Cette fois l'attention de la fillette revint sur sa génitrice.

-Mais pourquoi Arcéus il arrête pas les méchants sans tuer des gens ?
-Parce que les méchants ne sont pas baptisés, donc Arcéus ne contrôle pas leur futur. Tu vois ? Il ne sait pas où ils vont frapper, ni comment, il ne le sait que si un de ses baptisés croise le chemin d'un méchant.

La petite fronça les sourcils, saisissant mal le concept. Au bout d'un long moment, elle finit par articuler, peu sûre de sa question :

-Alors pourquoi on baptise pas tout le monde, comme ça plus personne ne meurt ?
-Parce que tu comprends ma chérie, les gens qui se baptisent ont choisi cette voie. Ils savaient ce qu'ils encouraient. Donc Twilight a le droit de les sanctionner quand ils ne suivent pas le destin que leur dicte Arcéus et mette le bazar dans ses plans. Mais on ne peut pas forcer tous les gens à faire pareil. Si on forçait les gens à se baptiser et que l'un d'eux refuse d'être un martyr, Twilight serait obligé de commettre un vrai meurtre cette fois. Twilight préfère éviter de tuer les gens.

La petite n'eut aucun mal à saisir la nuance entre meurtre « bien » et meurtre « pas bien » bizarrement.

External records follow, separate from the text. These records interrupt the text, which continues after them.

//! CSV export
//!
//! The full report is a single file with one section per record type,
//! prefixed with a UTF-8 byte order mark so spreadsheet apps pick the right
//! encoding for Devanagari remarks. Individual tables can also be exported
//! on their own.

use std::io::Write;

use crate::error::{SitebookError, SitebookResult};
use crate::ledger::{worker_names, LabourStats, UNKNOWN_WORKER};
use crate::models::{Expense, Income, LabourPayment, LabourProfile, Money, RecordSet};

const BOM: &str = "\u{feff}";

/// A header row plus data rows, ready to be written
#[derive(Debug, Clone, PartialEq)]
pub struct CsvTable {
    pub headers: &'static [&'static str],
    pub rows: Vec<Vec<String>>,
}

fn export_err(e: impl std::fmt::Display) -> SitebookError {
    SitebookError::Export(e.to_string())
}

/// Amount as a plain number: `1500` for whole rupees, `1500.50` otherwise
fn amount_cell(amount: Money) -> String {
    if amount.paise_part() == 0 {
        amount.rupees().to_string()
    } else {
        amount.to_decimal_string()
    }
}

fn writer<W: Write>(inner: W) -> csv::Writer<W> {
    csv::WriterBuilder::new()
        .flexible(true)
        .terminator(csv::Terminator::Any(b'\n'))
        .from_writer(inner)
}

fn write_table<W: Write>(wtr: &mut csv::Writer<W>, table: &CsvTable) -> SitebookResult<()> {
    wtr.write_record(table.headers).map_err(export_err)?;
    for row in &table.rows {
        wtr.write_record(row).map_err(export_err)?;
    }
    Ok(())
}

pub fn income_table(incomes: &[Income]) -> CsvTable {
    CsvTable {
        headers: &["Date", "Amount", "Source", "Paid By", "Mode", "Remarks"],
        rows: incomes
            .iter()
            .map(|i| {
                vec![
                    i.date.to_string(),
                    amount_cell(i.amount),
                    i.source.to_string(),
                    i.paid_by.to_string(),
                    i.mode.to_string(),
                    i.remarks.clone(),
                ]
            })
            .collect(),
    }
}

pub fn expense_table(expenses: &[Expense]) -> CsvTable {
    CsvTable {
        headers: &["Date", "Amount", "Category", "Paid To", "Source", "Mode", "Notes"],
        rows: expenses
            .iter()
            .map(|e| {
                vec![
                    e.date.to_string(),
                    amount_cell(e.amount),
                    e.category.to_string(),
                    e.paid_to.clone(),
                    e.paid_by.to_string(),
                    e.mode.to_string(),
                    e.notes.clone(),
                ]
            })
            .collect(),
    }
}

/// Labour payments with the worker resolved to a name
pub fn payment_table(payments: &[LabourPayment], labours: &[LabourProfile]) -> CsvTable {
    let names = worker_names(labours);
    CsvTable {
        headers: &["Date", "Labour Name", "Amount", "Paid From", "Mode"],
        rows: payments
            .iter()
            .map(|p| {
                vec![
                    p.date.to_string(),
                    names
                        .get(p.labour_id.as_str())
                        .copied()
                        .unwrap_or(UNKNOWN_WORKER)
                        .to_string(),
                    amount_cell(p.amount),
                    p.paid_by.to_string(),
                    p.mode.to_string(),
                ]
            })
            .collect(),
    }
}

/// Per-worker wage position
pub fn labour_summary_table(stats: &[LabourStats]) -> CsvTable {
    CsvTable {
        headers: &[
            "Name",
            "Work Type",
            "Daily Wage",
            "Days",
            "Overtime Hours",
            "Earned",
            "Paid",
            "Outstanding",
        ],
        rows: stats
            .iter()
            .map(|s| {
                vec![
                    s.name.clone(),
                    s.work_type.clone(),
                    amount_cell(s.daily_wage),
                    s.present_days.to_string(),
                    s.overtime_hours.to_string(),
                    s.earned.to_decimal_string(),
                    s.paid.to_decimal_string(),
                    s.outstanding.to_decimal_string(),
                ]
            })
            .collect(),
    }
}

/// Write a single table, with a byte order mark
pub fn write_csv_table<W: Write>(table: &CsvTable, writer_out: &mut W) -> SitebookResult<()> {
    writer_out.write_all(BOM.as_bytes()).map_err(export_err)?;
    let mut wtr = writer(writer_out);
    write_table(&mut wtr, table)?;
    wtr.flush().map_err(export_err)
}

/// Write the full sectioned report: direct income, expenses, labour payments
pub fn export_report_csv<W: Write>(records: &RecordSet, writer_out: &mut W) -> SitebookResult<()> {
    let sections = [
        ("SECTION: DIRECT INCOME", income_table(&records.incomes)),
        ("SECTION: EXPENSES", expense_table(&records.expenses)),
        (
            "SECTION: LABOUR PAYMENTS",
            payment_table(&records.payments, &records.labours),
        ),
    ];

    writer_out.write_all(BOM.as_bytes()).map_err(export_err)?;
    for (index, (title, table)) in sections.iter().enumerate() {
        // a blank line between sections; an empty csv record would be `""`
        if index > 0 {
            writer_out.write_all(b"\n").map_err(export_err)?;
        }
        let mut wtr = writer(&mut *writer_out);
        wtr.write_record([*title]).map_err(export_err)?;
        write_table(&mut wtr, table)?;
        wtr.flush().map_err(export_err)?;
    }
    Ok(())
}
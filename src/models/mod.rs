//! Core data models for Sitebook
//!
//! Flat record types for the construction ledger: direct incomes, expenses,
//! vendors, labour profiles, attendance and labour payments.

pub mod expense;
pub mod ids;
pub mod income;
pub mod labour;
pub mod money;
pub mod partner;
pub mod records;

pub use expense::{Expense, ExpenseCategory, ExpenseValidationError, Vendor};
pub use ids::{AttendanceId, ExpenseId, IncomeId, LabourId, PaymentId, VendorId};
pub use income::{Income, IncomeSource, IncomeValidationError};
pub use labour::{
    Attendance, AttendanceStatus, LabourPayment, LabourPaymentType, LabourProfile,
    LabourValidationError, STANDARD_DAY_HOURS,
};
pub use money::{Money, MoneyParseError};
pub use partner::{FundingSource, Partner, PaymentMode};
pub use records::RecordSet;
//! Path management for Sitebook
//!
//! ## Path Resolution Order
//!
//! 1. `SITEBOOK_DATA_DIR` environment variable (if set)
//! 2. The platform config directory (`~/.config/sitebook` on Linux,
//!    `~/Library/Application Support/sitebook` on macOS, `%APPDATA%\sitebook` on Windows)

use std::path::PathBuf;

use directories::ProjectDirs;

use crate::error::SitebookError;

/// Environment variable that overrides the base directory
pub const DATA_DIR_ENV: &str = "SITEBOOK_DATA_DIR";

/// Manages all paths used by Sitebook
#[derive(Debug, Clone)]
pub struct SitebookPaths {
    base_dir: PathBuf,
}

impl SitebookPaths {
    /// Resolve paths from the environment
    ///
    /// # Errors
    ///
    /// Returns an error if no home directory can be determined and
    /// `SITEBOOK_DATA_DIR` is not set.
    pub fn new() -> Result<Self, SitebookError> {
        let base_dir = if let Ok(custom) = std::env::var(DATA_DIR_ENV) {
            PathBuf::from(custom)
        } else {
            resolve_default_path()?
        };

        Ok(Self { base_dir })
    }

    /// Create SitebookPaths with a custom base directory (useful for testing)
    pub fn with_base_dir(base_dir: PathBuf) -> Self {
        Self { base_dir }
    }

    pub fn base_dir(&self) -> &PathBuf {
        &self.base_dir
    }

    /// Directory holding one JSON file per record collection
    pub fn data_dir(&self) -> PathBuf {
        self.base_dir.join("data")
    }

    pub fn backup_dir(&self) -> PathBuf {
        self.base_dir.join("backups")
    }

    pub fn settings_file(&self) -> PathBuf {
        self.base_dir.join("config.json")
    }

    pub fn audit_log(&self) -> PathBuf {
        self.base_dir.join("audit.log")
    }

    pub fn incomes_file(&self) -> PathBuf {
        self.data_dir().join("incomes.json")
    }

    pub fn expenses_file(&self) -> PathBuf {
        self.data_dir().join("expenses.json")
    }

    pub fn labours_file(&self) -> PathBuf {
        self.data_dir().join("labours.json")
    }

    pub fn attendance_file(&self) -> PathBuf {
        self.data_dir().join("attendance.json")
    }

    pub fn payments_file(&self) -> PathBuf {
        self.data_dir().join("labour_payments.json")
    }

    pub fn vendors_file(&self) -> PathBuf {
        self.data_dir().join("vendors.json")
    }

    /// Ensure the base, data and backup directories exist
    pub fn ensure_directories(&self) -> Result<(), SitebookError> {
        std::fs::create_dir_all(&self.base_dir)
            .map_err(|e| SitebookError::Io(format!("Failed to create base directory: {}", e)))?;

        std::fs::create_dir_all(self.data_dir())
            .map_err(|e| SitebookError::Io(format!("Failed to create data directory: {}", e)))?;

        std::fs::create_dir_all(self.backup_dir()).map_err(|e| {
            SitebookError::Io(format!("Failed to create backup directory: {}", e))
        })?;

        Ok(())
    }

    /// Check if Sitebook has been initialized (config file exists)
    pub fn is_initialized(&self) -> bool {
        self.settings_file().exists()
    }
}

fn resolve_default_path() -> Result<PathBuf, SitebookError> {
    ProjectDirs::from("", "", "sitebook")
        .map(|dirs| dirs.config_dir().to_path_buf())
        .ok_or_else(|| {
            SitebookError::Config(format!(
                "Could not determine a config directory; set {}",
                DATA_DIR_ENV
            ))
        })
}

#[cfg(test)]
mod tests {
    use super::*;
    use std::env;
    use tempfile::TempDir;

    #[test]
    fn test_custom_base_dir() {
        let temp_dir = TempDir::new().unwrap();
        let paths = SitebookPaths::with_base_dir(temp_dir.path().to_path_buf());

        assert_eq!(paths.base_dir(), temp_dir.path());
        assert_eq!(paths.data_dir(), temp_dir.path().join("data"));
        assert_eq!(paths.backup_dir(), temp_dir.path().join("backups"));
    }

    #[test]
    fn test_env_var_override() {
        let temp_dir = TempDir::new().unwrap();
        let custom_path = temp_dir.path().to_str().unwrap();

        env::set_var(DATA_DIR_ENV, custom_path);
        let paths = SitebookPaths::new().unwrap();
        assert_eq!(paths.base_dir(), temp_dir.path());
        env::remove_var(DATA_DIR_ENV);
    }

    #[test]
    fn test_ensure_directories() {
        let temp_dir = TempDir::new().unwrap();
        let paths = SitebookPaths::with_base_dir(temp_dir.path().join("nested"));

        paths.ensure_directories().unwrap();

        assert!(paths.data_dir().exists());
        assert!(paths.backup_dir().exists());
        assert!(!paths.is_initialized());
    }

    #[test]
    fn test_file_paths() {
        let temp_dir = TempDir::new().unwrap();
        let paths = SitebookPaths::with_base_dir(temp_dir.path().to_path_buf());

        assert_eq!(paths.settings_file(), temp_dir.path().join("config.json"));
        assert_eq!(
            paths.payments_file(),
            temp_dir.path().join("data").join("labour_payments.json")
        );
    }
}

-Et pourquoi là, ça a pas marché ? Pourquoi on a pas arrêté un méchant ? Pourquoi Twilight a du tuer le monsieur si elle veut pas ?
-Parce que, tu vois, les baptisés ont le droit à leurs anniversaires d'aller voir l'interprète d'Arcéus, qui leur lit leur plaque, là où est marqué le futur façonné par Arcéus pour chacun.
-Donc j'ai une plaque moi aussi ?
-Oui ma chérie, tu as une plaque, et maman aussi. Et donc, tu vois, quand un baptisé va voir Arcéus, on lui dit son avenir pour l'année à venir, donc, le baptisé sait s'il va mourir. Et certains refusent de mourir, comme le monsieur là-bas. Donc ils se cachent.
-Mais c'est pas bien ! Comment on va arrêter le méchant s'il se cache ?

La vitesse avec laquelle la fillette avait ingéré l'information, accepté, déduit et conclut à la mort d'un homme étonna Fang.

« Une gamine a une capacité d'adaptation incroyable, tu le sais pourtant. » Murmura amèrement la voix dans son crâne.

-Exactement ma chérie, et c'est pour ça que Twilight a trois membres qui s'occupent de chasser les martyrs qui refusent leurs avenirs. Là tu viens de voir Thanatos, mais il y a aussi Atropos une fille aux cheveux rouges, et Hypnos qui ressemble à Thanatos mais est beaucoup plus grand. Ces trois-là forment les Anges de la mort.

La petite ne tressaillit même pas devant ce surnom. Fang quant à elle, s'éloigna, ayant assez entendu d'âneries pour aujourd'hui, avisant la voie ferrée encombrée, elle décida de faire un détour pour éviter le spectacle et enfourcha de nouveau sa moto.

Au moins une chose était sûre, elle n'intègrerait pas la religion du coin. Trop glauque à son goût.